Woodrow Wilson: A Biography by August Heckscher
I visited the Woodrow Wilson House in Washington, D.C., without having researched Wilson first.
Disclaimer: The visit was something of a surprise/accident; otherwise this type of heinous oversight would not occur in the life of the Type A presidential history dork. I darn near avoided visiting, since I hadn’t researched in advance. I am sometimes a moron in this way.
So I asked the docent there to recommend a Wilson biography, and she said this book is the book on Wilson.
So here’s the thing: By halfway through (it’s 675 pages, this book), I thought I’d learned that I’m just not that into Wilson. (Did this make me horrid? Why did this make me feel horrid?)
This is a perfectly good biography. In fact, it’s acclaimed.
It just wasn’t tripping my trigger. Until we got to the war years and beyond—and then, I was in. And the last 150 pages went way too fast.
A person just can’t help saying, “What if…?” over and over again, when reading about the peace conference following WWI. And that’s when Wilson began to seem truly sympathetic—and tragic. And then his life just got worse and worse and worse. Being a sucker for such tragedy, well, it grabbed me.
Here’s but one thing to love about Wilson: He was a terrific orator. The book includes some brief excerpts from impromptu speeches he delivered, and the man could really put together a sentence.
So, here’s to our only U.S. president who earned a doctorate (Johns Hopkins, government and history). He’s also the only president buried in Washington, D.C. And his first name wasn’t even Woodrow, it was Thomas! (President Thomas W. Wilson. It just doesn’t sing, does it?)
OK. Done now with the geek-out attack.
The 19th book I’ve read for the U.S. President Reading Project challenge.
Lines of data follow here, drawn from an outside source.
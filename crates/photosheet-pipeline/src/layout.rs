//! Passport sheet geometry.
//!
//! Everything here is pure arithmetic on dimensions: which grid to use,
//! how large each photo is, which part of the source to crop, and where
//! each copy lands on the sheet. Drawing lives in [`crate::sheet`].
//!
//! The sheet is a fixed 4×6 inch card at 300 dpi (1200×1800 px). Each
//! photo keeps the 3.5:4.5 passport aspect ratio, is centered in an
//! equal-sized grid cell, and never exceeds 90% of the cell width.

use std::fmt;

use serde::{Deserialize, Serialize};

use crate::geometry::Rect;
use crate::types::{Dimensions, PipelineError};

/// The fixed physical print sheet.
#[derive(Debug, Clone, Copy, PartialEq, Eq)]
pub struct PhysicalSheetSpec;

impl PhysicalSheetSpec {
    /// Sheet width in inches.
    pub const WIDTH_IN: u32 = 4;
    /// Sheet height in inches.
    pub const HEIGHT_IN: u32 = 6;
    /// Print resolution.
    pub const DPI: u32 = 300;
    /// Canvas width in pixels.
    pub const WIDTH_PX: u32 = Self::WIDTH_IN * Self::DPI;
    /// Canvas height in pixels.
    pub const HEIGHT_PX: u32 = Self::HEIGHT_IN * Self::DPI;

    /// Canvas dimensions in pixels.
    #[must_use]
    pub const fn dimensions() -> Dimensions {
        Dimensions::new(Self::WIDTH_PX, Self::HEIGHT_PX)
    }
}

/// Passport photo aspect ratio, width over height (3.5 : 4.5).
pub const PASSPORT_ASPECT: f64 = 3.5 / 4.5;

/// Largest photo width as a fraction of the cell width.
pub const MAX_CELL_FILL: f64 = 0.9;

/// Number of copies on a sheet.
#[derive(Debug, Clone, Copy, PartialEq, Eq, Hash)]
pub enum PhotoCount {
    /// Three copies: first row and a half of a 2×3 grid.
    Three,
    /// Six copies: full 2×3 grid.
    Six,
    /// Nine copies: full 3×3 grid.
    Nine,
}

impl PhotoCount {
    /// Number of copies.
    #[must_use]
    pub const fn get(self) -> usize {
        match self {
            Self::Three => 3,
            Self::Six => 6,
            Self::Nine => 9,
        }
    }

    /// Grid used for this count.
    #[must_use]
    pub const fn grid(self) -> GridConfig {
        match self {
            Self::Three | Self::Six => GridConfig { cols: 2, rows: 3 },
            Self::Nine => GridConfig { cols: 3, rows: 3 },
        }
    }
}
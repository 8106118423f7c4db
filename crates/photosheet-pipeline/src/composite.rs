//! Flattening transparent images onto an opaque background.
//!
//! Remote background removal returns a cut-out with an alpha mask;
//! every later step assumes opaque input, so the result is composited
//! onto a solid color first.

use image::Rgb;

use crate::types::{PipelineError, RgbaImage};

/// Background used when flattening remote edit results.
pub const WHITE: Rgb<u8> = Rgb([255, 255, 255]);

/// Blend one channel: `bg · (1 - a) + fg · a` with `a` in `[0, 255]`.
///
/// Integer arithmetic with rounding keeps the endpoints exact:
/// `a = 0` returns `bg` and `a = 255` returns `fg`.
#[must_use]
#[allow(clippy::cast_possible_truncation)]
pub const fn blend_channel(fg: u8, bg: u8, alpha: u8) -> u8 {
    let a = alpha as u32;
    let v = (fg as u32 * a + bg as u32 * (255 - a) + 127) / 255;
    v as u8
}

/// Composite `image` over `background`, producing a fully opaque image.
#[must_use = "returns the flattened image"]
pub fn composite_on_opaque_background(image: &RgbaImage, background: Rgb<u8>) -> RgbaImage {
    let mut out = image.clone();
    for pixel in out.pixels_mut() {
        let [r, g, b, a] = pixel.0;
        pixel.0 = [
            blend_channel(r, background.0[0], a),
            blend_channel(g, background.0[1], a),
            blend_channel(b, background.0[2], a),
            255,
        ];
    }
    out
}

/// Decode `bytes` and flatten them onto `background`.
///
/// # Errors
///
/// Returns [`PipelineError::EmptyInput`] or [`PipelineError::ImageDecode`]
/// if the bytes cannot be decoded.
pub fn flatten_bytes(bytes: &[u8], background: Rgb<u8>) -> Result<RgbaImage, PipelineError> {
    let image = crate::decode::decode_rgba(bytes)?;
    Ok(composite_on_opaque_background(&image, background))
}

#[cfg(test)]
#[allow(clippy::unwrap_used)]
mod tests {
    use super::*;

    #[test]
    fn transparent_pixel_becomes_background() {
        let img = RgbaImage::from_pixel(2, 2, image::Rgba([10, 200, 30, 0]));
        let bg = Rgb([12, 34, 56]);
        for p in composite_on_opaque_background(&img, bg).pixels() {
            assert_eq!(p.0, [12, 34, 56, 255]);
        }
    }

    #[test]
    fn opaque_pixel_keeps_source_color() {
        let img = RgbaImage::from_pixel(2, 2, image::Rgba([10, 200, 30, 255]));
        for p in composite_on_opaque_background(&img, WHITE).pixels() {
            assert_eq!(p.0, [10, 200, 30, 255]);
        }
    }

    #[test]
    fn half_alpha_blends_midway() {
        let img = RgbaImage::from_pixel(1, 1, image::Rgba([0, 0, 0, 128]));
        let out = composite_on_opaque_background(&img, WHITE);
        // 255 * 127 / 255 = 127
        assert_eq!(out.get_pixel(0, 0).0, [127, 127, 127, 255]);
    }

    #[test]
    fn endpoints_exact_for_every_value() {
        for v in 0..=255u8 {
            assert_eq!(blend_channel(v, 255 - v, 255), v);
            assert_eq!(blend_channel(v, 255 - v, 0), 255 - v);
        }
    }

    #[test]
    fn output_is_always_opaque() {
        let img = RgbaImage::from_fn(16, 1, |x, _| {
            #[allow(clippy::cast_possible_truncation)]
            let a = (x * 17) as u8;
            image::Rgba([255, 0, 0, a])
        });
        assert!(
            composite_on_opaque_background(&img, WHITE)
                .pixels()
                .all(|p| p.0[3] == 255)
        );
    }

    #[test]
    fn flatten_bytes_decodes_then_composites() {
        let img = RgbaImage::from_pixel(3, 3, image::Rgba([50, 60, 70, 0]));
        let png = crate::decode::encode_png(&img).unwrap();
        let flat = flatten_bytes(&png, WHITE).unwrap();
        assert_eq!(flat.get_pixel(1, 1).0, [255, 255, 255, 255]);
        assert!(matches!(
            flatten_bytes(&[9, 9], WHITE),
            Err(PipelineError::ImageDecode(_))
        ));
    }
}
2 thoughts on “The Woodrow Wilson biography

  1. You're coming along so well with this challenge that I'm too chicken to join.
    I like Woodrow…the name…those syllables just chew up so nicely as you say them.

  2. Bybee,

    Oh, but it's a lifetime reading challenge! So a person has just eons to read all those books. : )

    Actually, earlier today I was having a conscience attack over considering "Assassination Vacation" as a bio of Garfield and McKinley… so I'm docking myself 2 points and committing to reading a full bio of each.

    I may regret this.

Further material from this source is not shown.